Crude was down in Asian trade today as worries over Spain and a slowing Chinese economy highlighted a weak global economic outlook, analysts said.
New York’s main contract, light sweet crude for delivery in November, shed 20 cents to $87.94 a barrel and Brent North Sea crude slipped three cents to $108.14.
“Crude oil prices dipped slightly on the weak outlook for economic growth,” said Sanjeev Gupta, who heads the Asia-Pacific oil and gas practice at Ernst and Young.
“This past week, European attention has been focused on Spain’s problems,” he said, adding that in Asia markets were worried about signs of an economic slowdown in China, the world’s biggest energy consumer.
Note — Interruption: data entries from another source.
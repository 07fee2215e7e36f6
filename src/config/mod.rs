//! Static configuration tables.

mod uuids;

pub use uuids::{
    describe, lissabon_service, LISSABON_BRIGHTNESS, LISSABON_IDENTIFY, LISSABON_IS_ON,
    LISSABON_SERVICE, LISSABON_TEMPERATURE, UUID_NAMES,
};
Traders were watching Spain for hints on whether it would ask for a Euro Zone bailout soon, after Catalonia President Artur Mas had yesterday said the move was unavoidable and Madrid should ask for it without a long delay.
His words flew in the face of Spanish Prime Minister Mariano Rajoy’s studious refusal to say whether the Euro Zone’s fourth largest economy needs rescuing, insisting instead on the need to study the matter.
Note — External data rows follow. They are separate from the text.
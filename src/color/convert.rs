//! Photometric conversions between color temperature, CIE 1931 and linear sRGB.
//!
//! All RGB values handled here are *linear* sRGB (no transfer curve applied),
//! which is what the ledstrip expects in its calibration data.

/// Lowest color temperature the Planckian locus approximation is valid for.
pub const MIN_CCT: f64 = 1667.0;

/// Highest color temperature the Planckian locus approximation is valid for.
pub const MAX_CCT: f64 = 25000.0;

/// XYZ to linear sRGB (D65 white point).
const XYZ_TO_SRGB: [[f64; 3]; 3] = [
    [3.2404542, -1.5371385, -0.4985314],
    [-0.9692660, 1.8760108, 0.0415560],
    [0.0556434, -0.2040259, 1.0572252],
];

/// Linear sRGB to XYZ (D65 white point).
const SRGB_TO_XYZ: [[f64; 3]; 3] = [
    [0.4124564, 0.3575761, 0.1804375],
    [0.2126729, 0.7151522, 0.0721750],
    [0.0193339, 0.1191920, 0.9503041],
];

/// Clamp a level into `[0, 1]`. NaN becomes 0.
pub fn clip(value: f64) -> f64 {
    if value.is_nan() {
        0.0
    } else {
        value.clamp(0.0, 1.0)
    }
}

/// Apply gamma correction to a level, clipping it first.
pub fn gamma(level: f64, gamma: f64) -> f64 {
    clip(level).powf(gamma)
}

/// CIE 1931 xy chromaticity of a black body at `kelvin`.
///
/// Uses the cubic spline of Kang et al. (2002), "Design of Advanced Color
/// Temperature Control System for HDTV Applications". Temperatures outside
/// `[MIN_CCT, MAX_CCT]` are clamped into that range.
pub fn cct_to_xy(kelvin: f64) -> (f64, f64) {
    let t = kelvin.clamp(MIN_CCT, MAX_CCT);
    let t2 = t * t;
    let t3 = t2 * t;

    let x = if t <= 4000.0 {
        -0.2661239e9 / t3 - 0.2343589e6 / t2 + 0.8776956e3 / t + 0.179910
    } else {
        -3.0258469e9 / t3 + 2.1070379e6 / t2 + 0.2226347e3 / t + 0.240390
    };

    let x2 = x * x;
    let x3 = x2 * x;
    let y = if t <= 2222.0 {
        -1.1063814 * x3 - 1.34811020 * x2 + 2.18555832 * x - 0.20219683
    } else if t <= 4000.0 {
        -0.9549476 * x3 - 1.37418593 * x2 + 2.09137015 * x - 0.16748867
    } else {
        3.0817580 * x3 - 5.8733867 * x2 + 3.75112997 * x - 0.37001483
    };

    (x, y)
}

/// Convert xyY to XYZ. A zero `y` yields black.
pub fn xy_to_xyz(x: f64, y: f64, luminance: f64) -> [f64; 3] {
    if y == 0.0 {
        return [0.0, 0.0, 0.0];
    }
    [
        x * luminance / y,
        luminance,
        (1.0 - x - y) * luminance / y,
    ]
}

/// Chromaticity of an XYZ triple, `None` when it has no energy.
pub fn xyz_to_xy(xyz: [f64; 3]) -> Option<(f64, f64)> {
    let sum = xyz[0] + xyz[1] + xyz[2];
    if sum.abs() < f64::EPSILON {
        return None;
    }
    Some((xyz[0] / sum, xyz[1] / sum))
}

fn mul(matrix: &[[f64; 3]; 3], v: [f64; 3]) -> [f64; 3] {
    [
        matrix[0][0] * v[0] + matrix[0][1] * v[1] + matrix[0][2] * v[2],
        matrix[1][0] * v[0] + matrix[1][1] * v[1] + matrix[1][2] * v[2],
        matrix[2][0] * v[0] + matrix[2][1] * v[1] + matrix[2][2] * v[2],
    ]
}

/// XYZ to linear sRGB. Out-of-gamut colors produce negative channels.
pub fn xyz_to_linear_srgb(xyz: [f64; 3]) -> [f64; 3] {
    mul(&XYZ_TO_SRGB, xyz)
}

/// Linear sRGB to XYZ.
pub fn linear_srgb_to_xyz(rgb: [f64; 3]) -> [f64; 3] {
    mul(&SRGB_TO_XYZ, rgb)
}

/// Per-channel RGB factors that mix to a white of the given temperature.
///
/// Negative channels are clipped to 0 and the result is normalized so that
/// the largest channel is exactly 1.
pub fn kelvin_to_rgb(kelvin: f64) -> [f64; 3] {
    let (x, y) = cct_to_xy(kelvin);
    let rgb = xyz_to_linear_srgb(xy_to_xyz(x, y, 1.0)).map(|c| c.max(0.0));
    let max = rgb.iter().cloned().fold(0.0, f64::max);
    if max <= 0.0 {
        return [0.0, 0.0, 0.0];
    }
    rgb.map(|c| c / max)
}

/// Chromaticity of a linear sRGB color, `None` for black.
pub fn rgb_to_xy(r: f64, g: f64, b: f64) -> Option<(f64, f64)> {
    xyz_to_xy(linear_srgb_to_xyz([r, g, b]))
}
The Asian Development Bank had yesterday slashed its growth estimates for Asia’s emerging economies to the lowest level since 2009, citing a slowdown in powerhouses China and India.
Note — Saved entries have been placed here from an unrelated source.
//! Shared plot styling: fonts, series colors, markers and the bitmap
//! rendering entry point.

use std::error::Error;

use image::{Rgb, RgbImage};
use once_cell::sync::Lazy;
use plotters::coord::Shift;
use plotters::prelude::*;
use plotters::style::{register_font, FontStyle};

use super::{PlotError, PlotOptions};

/// Family name of the embedded font; also what plotters uses when no
/// family is given.
pub(crate) const DEFAULT_FAMILY: &str = "sans-serif";

/// Family name a user-supplied font is registered under.
pub(crate) const CUSTOM_FAMILY: &str = "lissabon-custom";

static EMBEDDED_FONT: &[u8] = include_bytes!("../../resources/DejaVuSans.ttf");

static DEFAULT_FONT: Lazy<Result<(), String>> = Lazy::new(|| {
    register_font(DEFAULT_FAMILY, FontStyle::Normal, EMBEDDED_FONT).map_err(|_| "embedded font is not a valid TTF".to_string())
});

pub(crate) const TITLE_SIZE: i32 = 24;
pub(crate) const LABEL_SIZE: i32 = 15;
pub(crate) const TICK_SIZE: i32 = 13;
pub(crate) const NOTE_SIZE: i32 = 11;

/// Series colors, matplotlib's default cycle.
pub(crate) const PALETTE: [Rgb<u8>; 10] = [
    Rgb([31, 119, 180]),
    Rgb([255, 127, 14]),
    Rgb([44, 160, 44]),
    Rgb([214, 39, 40]),
    Rgb([148, 103, 189]),
    Rgb([140, 86, 75]),
    Rgb([227, 119, 194]),
    Rgb([127, 127, 127]),
    Rgb([188, 189, 34]),
    Rgb([23, 190, 207]),
];

/// Point markers.
#[derive(Debug, Clone, Copy, PartialEq, Eq)]
pub enum Marker {
    None,
    Plus,
    Star,
    Dot,
}

impl Marker {
    /// Pixel path of the marker centered on `(x, y)`. `None` is the short
    /// line used for legend entries of unmarked series.
    pub(crate) fn path(self, (x, y): (i32, i32)) -> Vec<(i32, i32)> {
        match self {
            Marker::None => vec![(x - 10, y), (x + 10, y)],
            Marker::Plus => vec![(x - 5, y), (x + 5, y), (x, y), (x, y - 5), (x, y + 5)],
            Marker::Star => vec![
                (x - 5, y),
                (x + 5, y),
                (x, y),
                (x, y - 5),
                (x, y + 5),
                (x, y),
                (x - 4, y - 4),
                (x + 4, y + 4),
                (x, y),
                (x - 4, y + 4),
                (x + 4, y - 4),
            ],
            Marker::Dot => vec![(x - 1, y), (x + 1, y)],
        }
    }

    pub(crate) fn style(self, color: RGBColor) -> ShapeStyle {
        match self {
            Marker::Dot => color.stroke_width(6),
            _ => color.stroke_width(1),
        }
    }
}

pub(crate) fn plot_color(color: Rgb<u8>) -> RGBColor {
    RGBColor(color[0], color[1], color[2])
}

pub(crate) fn series_color(index: usize) -> Rgb<u8> {
    PALETTE[index % PALETTE.len()]
}

/// Register the font the plot should use and return its family name.
pub(crate) fn font_family(options: &PlotOptions) -> Result<&'static str, PlotError> {
    DEFAULT_FONT.clone().map_err(PlotError::Font)?;
    let Some(path) = &options.font else {
        return Ok(DEFAULT_FAMILY);
    };
    let data: &'static [u8] = Box::leak(std::fs::read(path)?.into_boxed_slice());
    register_font(CUSTOM_FAMILY, FontStyle::Normal, data)
        .map_err(|_| PlotError::Font(format!("{}: not a valid TTF font", path.display())))?;
    Ok(CUSTOM_FAMILY)
}

/// Draw on a white bitmap of the configured size.
pub(crate) fn render<F>(options: &PlotOptions, draw: F) -> Result<RgbImage, PlotError>
where
    F: FnOnce(&DrawingArea<BitMapBackend<'_>, Shift>) -> Result<(), Box<dyn Error>>,
{
    let (width, height) = (options.width, options.height);
    let mut buffer = vec![255u8; width as usize * height as usize * 3];
    {
        let root = BitMapBackend::with_buffer(&mut buffer, (width, height)).into_drawing_area();
        let drawn = root
            .fill(&WHITE)
            .map_err(Box::<dyn Error>::from)
            .and_then(|_| draw(&root))
            .and_then(|_| root.present().map_err(Box::<dyn Error>::from));
        drawn.map_err(|e| PlotError::Draw(e.to_string()))?;
    }
    RgbImage::from_raw(width, height, buffer)
        .ok_or_else(|| PlotError::Draw(format!("bad buffer for {}x{} image", width, height)))
}

/// Boxed lines of text with the box's bottom-right corner at `corner`.
pub(crate) fn draw_text_box(
    root: &DrawingArea<BitMapBackend<'_>, Shift>,
    lines: &[String],
    corner: (i32, i32),
    family: &str,
) -> Result<(), Box<dyn Error>> {
    if lines.is_empty() {
        return Ok(());
    }
    let style = (family, TICK_SIZE).into_font().color(&BLACK);
    let mut width = 0;
    let mut line_height = 0;
    for line in lines {
        let (w, h) = root.estimate_text_size(line, &style)?;
        width = width.max(w as i32);
        line_height = line_height.max(h as i32 + 3);
    }

    let pad = 6;
    let (x1, y1) = corner;
    let x0 = x1 - width - 2 * pad;
    let y0 = y1 - line_height * lines.len() as i32 - 2 * pad;
    root.draw(&Rectangle::new([(x0, y0), (x1, y1)], WHITE.mix(0.8).filled()))?;
    root.draw(&Rectangle::new([(x0, y0), (x1, y1)], BLACK.stroke_width(1)))?;
    for (i, line) in lines.iter().enumerate() {
        let position = (x0 + pad, y0 + pad + line_height * i as i32);
        root.draw(&Text::new(line.as_str(), position, style.clone()))?;
    }
    Ok(())
}

/// Data range with 5% padding on both sides, widened when degenerate.
pub(crate) fn padded_range(values: impl IntoIterator<Item = f64>) -> (f64, f64) {
    let (min, max) = values
        .into_iter()
        .filter(|v| v.is_finite())
        .fold((f64::INFINITY, f64::NEG_INFINITY), |(lo, hi), v| {
            (lo.min(v), hi.max(v))
        });
    if !min.is_finite() {
        return (0.0, 1.0);
    }
    if max - min < f64::EPSILON {
        let half = if min.abs() > 0.0 { min.abs() * 0.1 } else { 0.5 };
        return (min - half, max + half);
    }
    let pad = (max - min) * 0.05;
    (min - pad, max + pad)
}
It forecast China’s gross domestic product would expand 7.7 per cent this year before bouncing back to 8.1 per cent in 2013 but still well below the 9.3 per cent achieved last year.
India would see GDP growth slow to 5.6 per cent in 2012 before picking up to 6.7 per cent next year.
The bank also warned of significant risks caused by the effects of the European debt crisis and continued weakness in the United States, both of which are major export markets.